Which is too bad, because now speculation will fly unabated. If it were simply a family issue, the Dodgers would normally announce that.
So the organization’s lack of openness -- which could be warranted for very different reasons -- will naturally lead to media outlets dusting off last summer’s news when he was arrested in Pasadena for driving under the influence.
That was partially responsible for Belisario showing up a month late from Venezuela to spring training, at which time the Dodgers also placed him on the restricted list while he remained behind in Arizona to get in shape.
His DUI was resolved in March when he pleaded guilty to a reduced charge of reckless driving.
Belisario was ultimately activated on April 21, and has appeared in 35 games with a 1-1 record and 3.79 ERA. If not exactly like last season when he owned a 2.04 ERA, he had still worked himself back into a valuable, late-inning spot in the bullpen’s rotation.
"This takes a big chunk out of it," Torre said. "Especially the fact that he was pretty much a seventh- eighth- ninth-inning guy. Hopefully (Travis) Schlichting can pick up some of the slack."
The rookie Schlichting was likely headed back to triple-A Albuquerque to make room for Carlos Monasterios, who was activated Wednesday, until the mystery of Belisario unfolded.
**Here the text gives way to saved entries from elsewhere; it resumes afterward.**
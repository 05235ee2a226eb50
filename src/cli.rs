//! Process-wide services: the captured argument vector, flag parsing for
//! compiled image-filter programs, wall-clock timing, peak memory, and
//! the exit helpers.
//!
//! `cli_init` runs once per process; the arguments are copied into
//! runtime-owned storage at capture time, so the caller's `argv` may be
//! reused or freed afterwards. Later calls are ignored.

use std::ffi::{CStr, CString, c_char};
use std::sync::OnceLock;

use crate::array::{alloc_array, dealloc_array};

static PROCESS_ARGS: OnceLock<Vec<CString>> = OnceLock::new();

fn args() -> &'static [CString] {
    PROCESS_ARGS.get().map(Vec::as_slice).unwrap_or(&[])
}

/// Flags parsed from the argument vector; every string field is owned by
/// the structure and released by `free_cli_args`.
#[repr(C)]
pub struct CliArgs {
    pub input_file: *mut c_char,
    pub output_file: *mut c_char,
    pub filter_type: *mut c_char,
    pub brightness: i32,
    pub valid: i32,
}

/// Capture the program arguments. The first call wins; subsequent calls
/// are ignored.
///
/// # Safety
///
/// `argv` must be null or point to at least `argc` valid NUL-terminated
/// strings (a null entry ends the scan early).
#[unsafe(no_mangle)]
pub unsafe extern "C" fn cli_init(argc: i32, argv: *const *const c_char) {
    let mut captured = Vec::new();
    if !argv.is_null() {
        for i in 0..argc.max(0) as usize {
            let arg = unsafe { *argv.add(i) };
            if arg.is_null() {
                break;
            }
            captured.push(unsafe { CStr::from_ptr(arg) }.to_owned());
        }
    }
    let _ = PROCESS_ARGS.set(captured);
}

/// Number of captured arguments; 0 before `cli_init`.
#[unsafe(no_mangle)]
pub extern "C" fn get_command_line_arg_count() -> i32 {
    args().len() as i32
}

/// Freshly allocated copy of argument `index`, or null when out of
/// range. Release with `free_command_line_arg`.
#[unsafe(no_mangle)]
pub extern "C" fn get_command_line_arg(index: i32) -> *mut c_char {
    if index < 0 {
        return std::ptr::null_mut();
    }
    match args().get(index as usize) {
        Some(arg) => arg.clone().into_raw(),
        None => std::ptr::null_mut(),
    }
}

/// Null-terminated array of copies of every argument, or null when no
/// arguments were captured. Release with `free_command_line_args`.
#[unsafe(no_mangle)]
pub extern "C" fn get_command_line_args() -> *mut *mut c_char {
    let args = args();
    if args.is_empty() {
        return std::ptr::null_mut();
    }
    let Some(table) = alloc_array::<*mut c_char>(args.len() + 1) else {
        return std::ptr::null_mut();
    };
    for (i, arg) in args.iter().enumerate() {
        unsafe { table.add(i).write(arg.clone().into_raw()) };
    }
    unsafe { table.add(args.len()).write(std::ptr::null_mut()) };
    table
}

/// # Safety
///
/// `arg` must be null or a pointer from `get_command_line_arg`, not yet
/// freed.
#[unsafe(no_mangle)]
pub unsafe extern "C" fn free_command_line_arg(arg: *mut c_char) {
    if !arg.is_null() {
        drop(unsafe { CString::from_raw(arg) });
    }
}

/// # Safety
///
/// `table` must be null or a pointer from `get_command_line_args`, not
/// yet freed.
#[unsafe(no_mangle)]
pub unsafe extern "C" fn free_command_line_args(table: *mut *mut c_char) {
    if table.is_null() {
        return;
    }
    let mut count = 0;
    unsafe {
        while !(*table.add(count)).is_null() {
            drop(CString::from_raw(*table.add(count)));
            count += 1;
        }
        dealloc_array(table, count + 1);
    }
}

/// atoi semantics: skip leading whitespace, optional sign, then consume
/// leading digits; anything after the digits is ignored.
fn parse_leading_i32(bytes: &[u8]) -> i32 {
    let text = bytes.trim_ascii_start();
    let (negative, digits) = match text.first() {
        Some(b'-') => (true, &text[1..]),
        Some(b'+') => (false, &text[1..]),
        _ => (false, text),
    };
    let mut value = 0i64;
    for &b in digits {
        if !b.is_ascii_digit() {
            break;
        }
        value = value * 10 + (b - b'0') as i64;
        if value > i32::MAX as i64 + 1 {
            break;
        }
    }
    if negative {
        value = -value;
    }
    value.clamp(i32::MIN as i64, i32::MAX as i64) as i32
}

/// Walk the captured arguments for `--input`, `--output`, `--filter` and
/// `--brightness`, each consuming the following token. Unknown flags are
/// ignored; missing flags receive the defaults.
#[unsafe(no_mangle)]
pub extern "C" fn parse_cli_args() -> *mut CliArgs {
    let args = args();
    let mut input = None;
    let mut output = None;
    let mut filter = None;
    let mut brightness = 50;

    let mut i = 1;
    while i < args.len() {
        if i + 1 < args.len() {
            match args[i].to_bytes() {
                b"--input" => {
                    input = Some(args[i + 1].clone());
                    i += 1;
                }
                b"--output" => {
                    output = Some(args[i + 1].clone());
                    i += 1;
                }
                b"--filter" => {
                    filter = Some(args[i + 1].clone());
                    i += 1;
                }
                b"--brightness" => {
                    brightness = parse_leading_i32(args[i + 1].to_bytes());
                    i += 1;
                }
                _ => {}
            }
        }
        i += 1;
    }

    Box::into_raw(Box::new(CliArgs {
        input_file: input.unwrap_or_else(|| c"input.pgm".to_owned()).into_raw(),
        output_file: output.unwrap_or_else(|| c"output.pgm".to_owned()).into_raw(),
        filter_type: filter.unwrap_or_else(|| c"brightness".to_owned()).into_raw(),
        brightness,
        valid: 1,
    }))
}

/// Release the structure and its owned strings.
///
/// # Safety
///
/// `cli` must be null or a pointer from `parse_cli_args`, not yet freed.
#[unsafe(no_mangle)]
pub unsafe extern "C" fn free_cli_args(cli: *mut CliArgs) {
    if cli.is_null() {
        return;
    }
    let cli = unsafe { Box::from_raw(cli) };
    for field in [cli.input_file, cli.output_file, cli.filter_type] {
        if !field.is_null() {
            drop(unsafe { CString::from_raw(field) });
        }
    }
}

/// Wall-clock time in microseconds since the Unix epoch; 0 when the host
/// clock cannot be read.
#[unsafe(no_mangle)]
pub extern "C" fn get_time_microseconds() -> i64 {
    let mut tv = libc::timeval {
        tv_sec: 0,
        tv_usec: 0,
    };
    if unsafe { libc::gettimeofday(&mut tv, std::ptr::null_mut()) } != 0 {
        return 0;
    }
    tv.tv_sec as i64 * 1_000_000 + tv.tv_usec as i64
}

/// Wall-clock time in milliseconds since the Unix epoch.
#[unsafe(no_mangle)]
pub extern "C" fn get_time_milliseconds() -> i64 {
    get_time_microseconds() / 1000
}

/// Peak resident-set size in bytes, or -1 when unavailable.
#[unsafe(no_mangle)]
pub extern "C" fn get_memory_usage() -> i64 {
    let mut usage: libc::rusage = unsafe { std::mem::zeroed() };
    if unsafe { libc::getrusage(libc::RUSAGE_SELF, &mut usage) } != 0 {
        return -1;
    }
    // ru_maxrss is kilobytes on Linux, bytes on the BSD family
    let maxrss = usage.ru_maxrss as i64;
    if cfg!(target_os = "linux") {
        maxrss * 1024
    } else {
        maxrss
    }
}

/// Print the usage text for compiled image-filter programs.
#[unsafe(no_mangle)]
pub extern "C" fn print_help() {
    println!("Rill Image Filter - SIMD-accelerated image processing");
    println!();
    println!("Usage: rill-imagefilter [OPTIONS]");
    println!();
    println!("Options:");
    println!("  --input FILE     Input PGM file (default: input.pgm)");
    println!("  --output FILE    Output PGM file (default: output.pgm)");
    println!("  --filter TYPE    Filter type: brightness, blur, edge, sharpen");
    println!("  --brightness N   Brightness adjustment value (default: 50)");
    println!("  --help           Show this help message");
    println!();
    println!("Examples:");
    println!("  rill-imagefilter --input photo.pgm --output bright.pgm --filter brightness");
    println!("  rill-imagefilter --input photo.pgm --output edge.pgm --filter edge");
}

/// 1 when any argument after the program name is `--help` or `-h`.
#[unsafe(no_mangle)]
pub extern "C" fn is_help_requested() -> i32 {
    args()
        .iter()
        .skip(1)
        .any(|arg| matches!(arg.to_bytes(), b"--help" | b"-h")) as i32
}

/// Unlink `test_input.pgm` and `test_output.pgm` in the working
/// directory. Returns 0 when both removals succeed, -1 otherwise.
#[unsafe(no_mangle)]
pub extern "C" fn cleanup_test_files() -> i32 {
    let mut result = 0;
    for path in ["test_input.pgm", "test_output.pgm"] {
        if std::fs::remove_file(path).is_err() {
            result = -1;
        }
    }
    result
}

/// Write `Error: <message>` to standard error and exit with status 1.
///
/// # Safety
///
/// `message` must be null or a valid NUL-terminated string.
#[unsafe(no_mangle)]
pub unsafe extern "C" fn exit_with_error(message: *const c_char) -> ! {
    let message = if message.is_null() {
        "".into()
    } else {
        unsafe { CStr::from_ptr(message) }.to_string_lossy()
    };
    eprintln!("Error: {message}");
    std::process::exit(1);
}

/// Write `Success: <message>` to standard output and exit with status 0.
///
/// # Safety
///
/// `message` must be null or a valid NUL-terminated string.
#[unsafe(no_mangle)]
pub unsafe extern "C" fn exit_with_success(message: *const c_char) -> ! {
    let message = if message.is_null() {
        "".into()
    } else {
        unsafe { CStr::from_ptr(message) }.to_string_lossy()
    };
    println!("Success: {message}");
    std::process::exit(0);
}

#[cfg(test)]
mod tests {
    use super::*;
    use serial_test::serial;

    // The argument vector is captured once per process, so every test
    // that reads it shares this fixture.
    fn init_fixture_args() {
        let argv: Vec<CString> = [
            "rill-imagefilter",
            "--input",
            "in.pgm",
            "--brightness",
            "75",
            "--verbose",
            "-h",
        ]
        .iter()
        .map(|a| CString::new(*a).unwrap())
        .collect();
        let pointers: Vec<*const c_char> = argv.iter().map(|a| a.as_ptr()).collect();
        unsafe { cli_init(pointers.len() as i32, pointers.as_ptr()) };
    }

    #[test]
    #[serial]
    fn test_arg_access() {
        init_fixture_args();
        assert_eq!(get_command_line_arg_count(), 7);

        unsafe {
            let arg = get_command_line_arg(1);
            assert_eq!(CStr::from_ptr(arg).to_bytes(), b"--input");
            free_command_line_arg(arg);

            assert!(get_command_line_arg(-1).is_null());
            assert!(get_command_line_arg(7).is_null());
        }
    }

    #[test]
    #[serial]
    fn test_all_args_table_is_null_terminated() {
        init_fixture_args();
        unsafe {
            let table = get_command_line_args();
            assert!(!table.is_null());
            for i in 0..7 {
                assert!(!(*table.add(i)).is_null());
            }
            assert_eq!(CStr::from_ptr(*table.add(2)).to_bytes(), b"in.pgm");
            assert!((*table.add(7)).is_null());
            free_command_line_args(table);
        }
    }

    #[test]
    #[serial]
    fn test_second_init_is_ignored() {
        init_fixture_args();
        let other = CString::new("other").unwrap();
        let pointers = [other.as_ptr()];
        unsafe { cli_init(1, pointers.as_ptr()) };
        assert_eq!(get_command_line_arg_count(), 7);
    }

    #[test]
    #[serial]
    fn test_parse_cli_args_mixes_flags_and_defaults() {
        init_fixture_args();
        unsafe {
            let cli = parse_cli_args();
            assert!(!cli.is_null());
            assert_eq!(CStr::from_ptr((*cli).input_file).to_bytes(), b"in.pgm");
            assert_eq!(CStr::from_ptr((*cli).output_file).to_bytes(), b"output.pgm");
            assert_eq!(
                CStr::from_ptr((*cli).filter_type).to_bytes(),
                b"brightness"
            );
            assert_eq!((*cli).brightness, 75);
            assert_eq!((*cli).valid, 1);
            free_cli_args(cli);
            free_cli_args(std::ptr::null_mut());
        }
    }

    #[test]
    #[serial]
    fn test_help_detection() {
        init_fixture_args();
        assert_eq!(is_help_requested(), 1);
    }

    #[test]
    fn test_parse_leading_i32() {
        assert_eq!(parse_leading_i32(b"75"), 75);
        assert_eq!(parse_leading_i32(b"  -12"), -12);
        assert_eq!(parse_leading_i32(b"+3x"), 3);
        assert_eq!(parse_leading_i32(b"abc"), 0);
        assert_eq!(parse_leading_i32(b""), 0);
        assert_eq!(parse_leading_i32(b"2147483647"), i32::MAX);
        assert_eq!(parse_leading_i32(b"99999999999"), i32::MAX);
        assert_eq!(parse_leading_i32(b"-99999999999"), i32::MIN);
    }

    #[test]
    fn test_clock_reads_forward() {
        let t1 = get_time_microseconds();
        let t2 = get_time_microseconds();
        assert!(t1 > 0);
        assert!(t2 >= t1);
        let ms = get_time_milliseconds();
        assert!((ms - t1 / 1000).abs() < 60_000);
    }

    #[test]
    fn test_memory_usage_reports() {
        assert!(get_memory_usage() > 0);
    }

    #[test]
    #[serial]
    fn test_cleanup_test_files() {
        std::fs::write("test_input.pgm", "P2\n").unwrap();
        std::fs::write("test_output.pgm", "P2\n").unwrap();
        assert_eq!(cleanup_test_files(), 0);
        // Nothing left to remove
        assert_eq!(cleanup_test_files(), -1);
    }
}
Torre said Belisario had been nothing but a good citizen since his return in April.
"He hasn’t been an issue," he said. "No disciplinary stuff has gone on. He’s been here for us every day.
"I had no hint of this, and had no conversation regarding this with him."
Torre said he had been warned after Tuesday’s game by general manager Ned Colletti that something was brewing with Belisario.
Now, he said, the Dodgers just have to march on and wait to see what happens with the hard-throwing Belisario.
"We don’t have him," Torre said. "It’s like an injury. You can’t take time to get back on your feet, you have to do it right now."